Negociações para venda da PT avançam

As negociações para a venda dos ativos portugueses da Oi avançaram e devem ser concluídas na próxima semana, apurou o Estado com fontes próximas às discussões.

RIO, O Estado de S.Paulo

31 de outubro de 2014 | 02h01

Ao bater o martelo nessa transação, a companhia telefônica brasileira abre espaço para formalizar uma proposta para a compra da TIM junto com Vivo e a Claro até o fim de novembro.
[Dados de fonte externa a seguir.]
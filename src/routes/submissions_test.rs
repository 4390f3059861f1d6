use super::*;
use crate::services::store::SubmissionStore;
use crate::state::test_helpers::{self, dummy_draft};
use axum::body::Body;
use serde_json::{Value, json};

fn caller() -> ConnectInfo<SocketAddr> {
    ConnectInfo(SocketAddr::from(([203, 0, 113, 7], 51000)))
}

fn body(name: Option<&str>, email: Option<&str>, message: Option<&str>) -> ContactBody {
    ContactBody(Ok(ContactPayload {
        name: name.map(str::to_owned),
        email: email.map(str::to_owned),
        message: message.map(str::to_owned),
    }))
}

async fn json_body(resp: Response) -> Value {
    let bytes = axum::body::to_bytes(resp.into_body(), usize::MAX).await.unwrap();
    serde_json::from_slice(&bytes).unwrap()
}

// =============================================================================
// submit
// =============================================================================

#[tokio::test]
async fn submit_valid_form_persists_trimmed_record() {
    let state = test_helpers::test_app_state().await;
    let resp = submit_contact_form(
        State(state.clone()),
        caller(),
        body(Some("  Ada Lovelace "), Some(" ada@example.com "), Some(" Hello! ")),
    )
    .await;

    assert_eq!(resp.status(), StatusCode::OK);
    let value = json_body(resp).await;
    assert_eq!(value["success"], true);
    assert_eq!(value["message"], MSG_RECEIVED);
    assert_eq!(value["data"]["name"], "Ada Lovelace");
    assert_eq!(value["data"]["email"], "ada@example.com");
    assert_eq!(value["data"]["message"], "Hello!");
    assert_eq!(value["data"]["sourceAddress"], "203.0.113.7");

    let stored = state.store.read_all().await.unwrap();
    assert_eq!(stored.len(), 1);
    assert_eq!(value["data"]["id"], stored[0]["id"]);
}

#[tokio::test]
async fn submit_with_missing_field_is_rejected_without_write() {
    let state = test_helpers::test_app_state().await;
    let cases = [
        body(None, Some("a@b.c"), Some("hi")),
        body(Some("Ada"), Some(""), Some("hi")),
        body(Some("Ada"), Some("a@b.c"), Some("   ")),
    ];
    for case in cases {
        let resp = submit_contact_form(State(state.clone()), caller(), case).await;
        assert_eq!(resp.status(), StatusCode::BAD_REQUEST);
        let value = json_body(resp).await;
        assert_eq!(value["success"], false);
        assert_eq!(value["message"], MSG_MISSING_FIELDS);
    }
    assert!(state.store.read_all().await.unwrap().is_empty());
}

#[tokio::test]
async fn submit_with_undecodable_body_is_bad_request() {
    let state = test_helpers::test_app_state().await;
    let resp = submit_contact_form(State(state.clone()), caller(), ContactBody(Err("bad json".into()))).await;
    assert_eq!(resp.status(), StatusCode::BAD_REQUEST);
    assert!(state.store.read_all().await.unwrap().is_empty());
}

#[tokio::test]
async fn submit_on_corrupt_store_is_server_error() {
    let state = test_helpers::test_app_state().await;
    tokio::fs::write(state.store.path(), "not an array").await.unwrap();

    let resp = submit_contact_form(State(state), caller(), body(Some("Ada"), Some("a@b.c"), Some("hi"))).await;
    assert_eq!(resp.status(), StatusCode::INTERNAL_SERVER_ERROR);
    let value = json_body(resp).await;
    assert_eq!(value["success"], false);
    assert_eq!(value["message"], MSG_SAVE_FAILED);
}

// =============================================================================
// read-back
// =============================================================================

#[tokio::test]
async fn get_submissions_returns_count_and_data() {
    let state = test_helpers::test_app_state().await;
    state.store.append(dummy_draft("Ada")).await.unwrap();
    state.store.append(dummy_draft("Grace")).await.unwrap();

    let resp = get_submissions(State(state)).await;
    assert_eq!(resp.status(), StatusCode::OK);
    let value = json_body(resp).await;
    assert_eq!(value["success"], true);
    assert_eq!(value["count"], 2);
    assert_eq!(value["data"][0]["name"], "Ada");
    assert_eq!(value["data"][1]["name"], "Grace");
}

#[tokio::test]
async fn get_submissions_returns_records_of_any_shape() {
    let state = test_helpers::test_app_state().await;
    state.store.append(dummy_draft("Ada")).await.unwrap();
    let mut records = state.store.read_all().await.unwrap();
    records.push(json!({ "id": 1.7e12, "name": "B" }));
    tokio::fs::write(state.store.path(), serde_json::to_vec(&records).unwrap()).await.unwrap();

    let resp = get_submissions(State(state)).await;
    assert_eq!(resp.status(), StatusCode::OK);
    let value = json_body(resp).await;
    assert_eq!(value["count"], 2);
    assert_eq!(value["data"][1]["name"], "B");
}

#[tokio::test]
async fn get_submissions_on_missing_file_is_server_error() {
    let state = test_helpers::test_app_state().await;
    tokio::fs::remove_file(state.store.path()).await.unwrap();

    let resp = get_submissions(State(state)).await;
    assert_eq!(resp.status(), StatusCode::INTERNAL_SERVER_ERROR);
    assert_eq!(json_body(resp).await["message"], MSG_READ_FAILED);
}

#[tokio::test]
async fn download_is_byte_identical_attachment() {
    let state = test_helpers::test_app_state().await;
    state.store.append(dummy_draft("Ada")).await.unwrap();
    let on_disk = tokio::fs::read(state.store.path()).await.unwrap();

    let resp = download_submissions(State(state)).await;
    assert_eq!(resp.status(), StatusCode::OK);
    assert_eq!(resp.headers()[CONTENT_TYPE], "application/json");
    let disposition = resp.headers()[CONTENT_DISPOSITION].to_str().unwrap().to_owned();
    assert!(disposition.starts_with("attachment; filename=\"submissions_"), "{disposition}");
    assert!(disposition.ends_with(".json\""), "{disposition}");

    let bytes = axum::body::to_bytes(resp.into_body(), usize::MAX).await.unwrap();
    assert_eq!(bytes.as_ref(), on_disk.as_slice());
}

#[tokio::test]
async fn clear_then_get_is_empty() {
    let state = test_helpers::test_app_state().await;
    state.store.append(dummy_draft("Ada")).await.unwrap();

    let resp = clear_submissions(State(state.clone())).await;
    assert_eq!(resp.status(), StatusCode::OK);
    let value = json_body(resp).await;
    assert_eq!(value["success"], true);
    assert_eq!(value["message"], MSG_CLEARED);

    let value = json_body(get_submissions(State(state)).await).await;
    assert_eq!(value["count"], 0);
    assert_eq!(value["data"], json!([]));
}

#[tokio::test]
async fn clear_with_stopped_writer_is_unavailable() {
    let path = test_helpers::temp_store_path();
    let (store, writer) = SubmissionStore::open(&path, 1).await.unwrap();
    writer.abort();
    let _ = writer.await;

    let resp = clear_submissions(State(AppState::new(store))).await;
    assert_eq!(resp.status(), StatusCode::SERVICE_UNAVAILABLE);
    assert_eq!(json_body(resp).await["message"], MSG_CLEAR_FAILED);
}

// =============================================================================
// helpers + extractor
// =============================================================================

#[test]
fn download_filename_embeds_millis() {
    assert_eq!(download_filename(1_700_000_000_123), "submissions_1700000000123.json");
}

#[test]
fn store_error_to_status_maps_io_and_closed() {
    let io = StoreError::Io(std::io::Error::other("disk full"));
    assert_eq!(store_error_to_status(&io), StatusCode::INTERNAL_SERVER_ERROR);
    assert_eq!(store_error_to_status(&StoreError::WriterClosed), StatusCode::SERVICE_UNAVAILABLE);
    assert_eq!(store_error_to_status(&StoreError::WriterPanicked), StatusCode::INTERNAL_SERVER_ERROR);
    assert_eq!(
        store_error_to_status(&StoreError::IdsExhausted { last: u64::MAX }),
        StatusCode::INTERNAL_SERVER_ERROR
    );
}

#[tokio::test]
async fn contact_body_decodes_json() {
    let req = Request::builder()
        .header(CONTENT_TYPE, "application/json")
        .body(Body::from(r#"{"name":"Ada","email":"a@b.c","message":"hi"}"#))
        .unwrap();
    let ContactBody(payload) = ContactBody::from_request(req, &()).await.unwrap();
    let payload = payload.unwrap();
    assert_eq!(payload.name.as_deref(), Some("Ada"));
    assert_eq!(payload.message.as_deref(), Some("hi"));
}

#[tokio::test]
async fn contact_body_decodes_html_form() {
    let req = Request::builder()
        .method("POST")
        .header(CONTENT_TYPE, "application/x-www-form-urlencoded")
        .body(Body::from("name=Ada+L&email=a%40b.c&message=hello"))
        .unwrap();
    let ContactBody(payload) = ContactBody::from_request(req, &()).await.unwrap();
    let payload = payload.unwrap();
    assert_eq!(payload.name.as_deref(), Some("Ada L"));
    assert_eq!(payload.email.as_deref(), Some("a@b.c"));
}

#[tokio::test]
async fn contact_body_keeps_decode_failure() {
    let req = Request::builder()
        .header(CONTENT_TYPE, "application/json")
        .body(Body::from("{oops"))
        .unwrap();
    let ContactBody(payload) = ContactBody::from_request(req, &()).await.unwrap();
    assert!(payload.is_err());
}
Há atualmente três propostas finais em análise pela Oi por seus ativos portugueses. A companhia não abre mão de receber ao menos 7 bilhões e, assim, reduzir o seu endividamento. Deve fechar o negócio quem oferecer a maior quantia.
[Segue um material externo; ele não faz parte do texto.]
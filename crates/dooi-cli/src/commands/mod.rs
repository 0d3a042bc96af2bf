use std::path::PathBuf;

use dooi::{
    CatalogItem, ComponentMeta, EditResult, InstallOutcome, InstallResult, StageSummary,
    WorkflowResult,
};
use serde::Serialize;

use crate::error::ExitStatus;

pub mod apply;
pub mod deps;
pub mod edit;
pub mod fetch;
pub mod install;
pub mod list;

#[derive(Debug, Serialize)]
#[serde(tag = "type", rename_all = "snake_case")]
pub enum CommandResult {
    Catalog {
        items: Vec<CatalogItem>,
    },
    Fetched {
        id: String,
        stage_dir: PathBuf,
        files: Vec<String>,
        meta: ComponentMeta,
    },
    FetchedBatch {
        stages: Vec<StageSummary>,
    },
    Installed {
        stage_dir: PathBuf,
        dest_root: PathBuf,
        outcome: InstallOutcome,
    },
    Edited {
        dest_root: PathBuf,
        dry_run: bool,
        result: EditResult,
    },
    Dependencies {
        stdout_tail: String,
        result: InstallResult,
    },
    Applied {
        id: String,
        dry_run: bool,
        result: WorkflowResult,
    },
}

impl CommandResult {
    pub fn exit_status(&self) -> ExitStatus {
        match self {
            CommandResult::Dependencies { result, .. } if !result.success => ExitStatus::Data,
            CommandResult::Applied { result, .. } if !result.success => ExitStatus::Data,
            _ => ExitStatus::Ok,
        }
    }
}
A disputa está entre a francesa Altice e os fundos de private equity Apax Partners e Bain Capital Partners.

Em comunicado divulgado ao mercado ontem, a Oi informou que foi contatada por diversos interessados nos ativos de Portugal, mas declarou que não recebeu qualquer proposta de alienação até a data.
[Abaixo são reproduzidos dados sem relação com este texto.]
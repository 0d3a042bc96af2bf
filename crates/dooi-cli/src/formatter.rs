use std::collections::BTreeMap;
use std::path::Path;
use std::process::ExitCode;

use dooi::{CatalogItem, EditResult, InstallOutcome, ItemKind, WorkflowResult};

use crate::commands::CommandResult;
use crate::error::CliError;

pub enum OutputFormat {
    Text,
    Json,
}

/// Prints `result` in the requested format and maps it to an exit code.
pub fn emit_result(result: CommandResult, format: OutputFormat) -> Result<ExitCode, CliError> {
    match format {
        OutputFormat::Text => print_text(&result),
        OutputFormat::Json => print_json(&result)?,
    };
    Ok(ExitCode::from(result.exit_status().code()))
}

fn print_text(result: &CommandResult) {
    match result {
        CommandResult::Catalog { items } => print_catalog(items),
        CommandResult::Fetched {
            id,
            stage_dir,
            files,
            meta,
        } => {
            println!("Staged {id} at {}", stage_dir.display());
            if !meta.title.is_empty() {
                println!("  Title: {}", meta.title);
            }
            print_list("Files", files);
            print_list("Dependencies", &meta.dependencies);
            print_list("Peer dependencies", &meta.peer_dependencies);
            print_list("Uses", &meta.uses);
        }
        CommandResult::FetchedBatch { stages } => {
            println!("Staged {} artifact(s):", stages.len());
            for stage in stages {
                println!(
                    "  - {} at {} ({} file(s))",
                    stage.id,
                    stage.stage_dir.display(),
                    stage.files.len()
                );
            }
        }
        CommandResult::Installed {
            stage_dir,
            dest_root,
            outcome,
        } => print_install(stage_dir, dest_root, outcome),
        CommandResult::Edited {
            dest_root,
            dry_run,
            result,
        } => print_edit(dest_root, *dry_run, result),
        CommandResult::Dependencies {
            stdout_tail,
            result,
        } => {
            let line = std::iter::once(result.command.as_str())
                .chain(result.args.iter().map(String::as_str))
                .collect::<Vec<_>>()
                .join(" ");
            if result.success {
                println!("Ran `{line}`");
            } else {
                println!("`{line}` failed (exit code {})", result.exit_code);
            }
            print_list("Installed", &result.installed_packages);
            for error in &result.errors {
                println!("  ! {error}");
            }
            if !stdout_tail.trim().is_empty() {
                println!("  Output:");
                for output in stdout_tail.lines() {
                    println!("    {output}");
                }
            }
        }
        CommandResult::Applied {
            id,
            dry_run,
            result,
        } => print_workflow(id, *dry_run, result),
    }
}

fn print_json(result: &CommandResult) -> Result<(), CliError> {
    let payload = serde_json::to_string(result)?;
    println!("{payload}");
    Ok(())
}

fn print_catalog(items: &[CatalogItem]) {
    let mut components: BTreeMap<&str, Vec<&CatalogItem>> = BTreeMap::new();
    let mut templates = Vec::new();
    for item in items {
        match item.kind {
            ItemKind::Component => components
                .entry(item.category.as_deref().unwrap_or("Other"))
                .or_default()
                .push(item),
            ItemKind::Template => templates.push(item),
        }
    }

    let component_count: usize = components.values().map(Vec::len).sum();
    println!("Components ({component_count}):");
    for (category, entries) in &components {
        println!("  {category}:");
        for item in entries {
            println!("    - {}: {}", item.id, item.description);
            if let Some(tags) = &item.tags {
                println!("      tags: {}", tags.join(", "));
            }
        }
    }
    println!("Templates ({}):", templates.len());
    for item in templates {
        println!("  - {}: {}", item.id, item.description);
    }
}

fn print_install(stage_dir: &Path, dest_root: &Path, outcome: &InstallOutcome) {
    let verb = if outcome.dry_run { "Would copy" } else { "Copied" };
    println!(
        "{verb} {} file(s) from {} into {}",
        outcome.result.total(),
        stage_dir.display(),
        dest_root.display()
    );
    for (label, paths) in [
        ("installed", &outcome.result.installed),
        ("skipped", &outcome.result.skipped),
        ("overwritten", &outcome.result.overwritten),
        ("renamed", &outcome.result.renamed),
    ] {
        for path in paths {
            println!("  [{label}] {}", relative(dest_root, path));
        }
    }
}

fn print_edit(dest_root: &Path, dry_run: bool, result: &EditResult) {
    let verb = if dry_run { "Would change" } else { "Changed" };
    println!(
        "{verb} {} file(s) under {} ({} replacement(s))",
        result.changed_files.len(),
        dest_root.display(),
        result.changes.len()
    );
    for file in &result.changed_files {
        println!("  - {file}");
    }
    for skipped in &result.skipped {
        println!("  [skipped] {}: {}", skipped.file, skipped.reason);
    }
    for preview in result.previews.iter().flatten() {
        println!("  @@ {}:{}", preview.file, preview.line);
        for change in &preview.changes {
            println!("    - {}", change.old_text);
            println!("    + {}", change.new_text);
        }
    }
}

fn print_workflow(id: &str, dry_run: bool, result: &WorkflowResult) {
    let summary = &result.summary;
    let status = if result.success { "OK" } else { "FAIL" };
    let mode = if dry_run { " (dry run)" } else { "" };
    println!(
        "Apply {id}{mode}: {status} ({}/{} step(s) succeeded)",
        summary.successful_steps, summary.total_steps
    );

    let steps = &result.steps;
    if let Some(fetch) = &steps.fetch {
        match fetch.output() {
            Some(out) => println!("  [ok] fetch: staged {} file(s)", out.files.len()),
            None => println!("  [err] fetch"),
        }
    }
    if let Some(install) = &steps.install {
        match install.output() {
            Some(out) => println!("  [ok] install: {} file(s) copied", out.result.total()),
            None => println!("  [err] install"),
        }
    }
    if let Some(edit) = &steps.text_edit {
        match edit.output() {
            Some(out) => println!("  [ok] text edit: {} file(s) changed", out.changed_files.len()),
            None => println!("  [err] text edit"),
        }
    }
    if let Some(deps) = &steps.install_deps {
        match deps.output() {
            Some(out) => println!(
                "  [ok] dependencies ({}): {}",
                out.pm,
                out.installed
                    .iter()
                    .chain(&out.peer_installed)
                    .cloned()
                    .collect::<Vec<_>>()
                    .join(", ")
            ),
            None => println!("  [err] dependencies"),
        }
    }
    for error in &summary.errors {
        println!("  ! {error}");
    }
}

fn print_list(label: &str, values: &[String]) {
    if !values.is_empty() {
        println!("  {label}: {}", values.join(", "));
    }
}

fn relative(root: &Path, path: &Path) -> String {
    path.strip_prefix(root)
        .unwrap_or(path)
        .display()
        .to_string()
}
O banco BTG Pactual, contratado para atuar como comissário pela Oi, trabalha na formatação da operação de fatiamento da operadora controlada pela Telecom Itália. "É um processo complexo por envolver três companhias, mas a proposta já está em fase final", disse uma das fontes.

O valor a ser pago pela TIM não está fechado, mas deve ficar entre R$ 36 bilhões e R$ 38 bilhões.

A Telecom Itália, por sua vez, já buscou os representantes da Oi para tentar costurar uma possível fusão com a TIM.

Contatos. No comunicado divulgado ontem, a Oi confirma que tem mantido contatos com a mexicana América Móvil, controladora da Claro, para aquisição da TIM.

A Oi também está vendendo 25% da participação da Portugal Telecom (PT) na companhia angolana Unitel, além de torres e outros ativos, avaliados em cerca de R$ 4 bilhões.

No comunicado, a empresa informa que, em relação aos ativos na África, reitera que procura interessados em sua aquisição. "Mas, até o momento, não há qualquer acordo, nem foram assinados quaisquer instrumentos ou propostas visando à alienação dos mesmos", frisou a companhia. / M.S.